* Task brief *
A word-for-word transcription of every record is needed.

* Data to use *
*** Block opens ***
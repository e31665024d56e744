//! Application-wide constants
//!
//! Default values for the probe live here so the config layer, the CLI and
//! the tests agree on them.

/// Probe defaults
pub mod probe {
    /// RPC endpoint of the local test node
    pub const DEFAULT_RPC_URL: &str = "http://127.0.0.1:7545";

    /// Name used for the default network
    pub const DEFAULT_NETWORK_NAME: &str = "nitro-local";

    /// Recipient of the test transfer
    pub const DEFAULT_RECIPIENT: &str = "0x27Cc3B0a2FA10218B116799380410AD7B93D9314";

    /// Amount transferred, in ether
    pub const DEFAULT_VALUE_ETHER: &str = "1";
}

/// Gas-related constants
pub mod gas {
    /// Gas limit of the second, hardcoded attempt
    pub const DEFAULT_HARDCODED_GAS_LIMIT: u64 = 300_000;

    /// Intrinsic gas of a plain value transfer
    pub const MIN_TRANSFER_GAS: u64 = 21_000;

    /// Estimates are used as returned by the node unless configured otherwise
    pub const DEFAULT_GAS_MULTIPLIER: f64 = 1.0;
}

/// Time-related constants
pub mod time {
    /// How long to wait for a receipt before giving up on an attempt (in seconds)
    pub const DEFAULT_RECEIPT_TIMEOUT_SECS: u64 = 60;
}

/// Wallet-related constants
pub mod wallet {
    /// Pre-funded key of the local dev chain. Public, never use it elsewhere.
    pub const DEV_FUNDER_PRIVATE_KEY: &str =
        "0xe887f7d17d07cc7b8004053fb8826f6657084e88904bb61590e498ca04704cf2";

    /// Prefix of network-specific private key environment variables
    pub const PRIVATE_KEY_ENV_PREFIX: &str = "GAS_PROBE_PRIVATE_KEY_";

    /// Generic private key environment variable
    pub const GENERIC_PRIVATE_KEY_ENV: &str = "PRIVATE_KEY";
}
*** Block closes ***
* Solved exercise *
repository e31665024d56e744
//! Application-wide constants
//!
//! Default values for the probe live here so the config layer, the CLI and
//! the tests agree on them.

/// Probe defaults
pub mod probe {
    /// RPC endpoint of the local test node
    pub const DEFAULT_RPC_URL: &str = "http://127.0.0.1:7545";

    /// Name used for the default network
    pub const DEFAULT_NETWORK_NAME: &str = "nitro-local";

    /// Recipient of the test transfer
    pub const DEFAULT_RECIPIENT: &str = "0x27Cc3B0a2FA10218B116799380410AD7B93D9314";

    /// Amount transferred, in ether
    pub const DEFAULT_VALUE_ETHER: &str = "1";
}

/// Gas-related constants
pub mod gas {
    /// Gas limit of the second, hardcoded attempt
    pub const DEFAULT_HARDCODED_GAS_LIMIT: u64 = 300_000;

    /// Intrinsic gas of a plain value transfer
    pub const MIN_TRANSFER_GAS: u64 = 21_000;

    /// Estimates are used as returned by the node unless configured otherwise
    pub const DEFAULT_GAS_MULTIPLIER: f64 = 1.0;
}

/// Time-related constants
pub mod time {
    /// How long to wait for a receipt before giving up on an attempt (in seconds)
    pub const DEFAULT_RECEIPT_TIMEOUT_SECS: u64 = 60;
}

/// Wallet-related constants
pub mod wallet {
    /// Pre-funded key of the local dev chain. Public, never use it elsewhere.
    pub const DEV_FUNDER_PRIVATE_KEY: &str =
        "0xe887f7d17d07cc7b8004053fb8826f6657084e88904bb61590e498ca04704cf2";

    /// Prefix of network-specific private key environment variables
    pub const PRIVATE_KEY_ENV_PREFIX: &str = "GAS_PROBE_PRIVATE_KEY_";

    /// Generic private key environment variable
    pub const GENERIC_PRIVATE_KEY_ENV: &str = "PRIVATE_KEY";
}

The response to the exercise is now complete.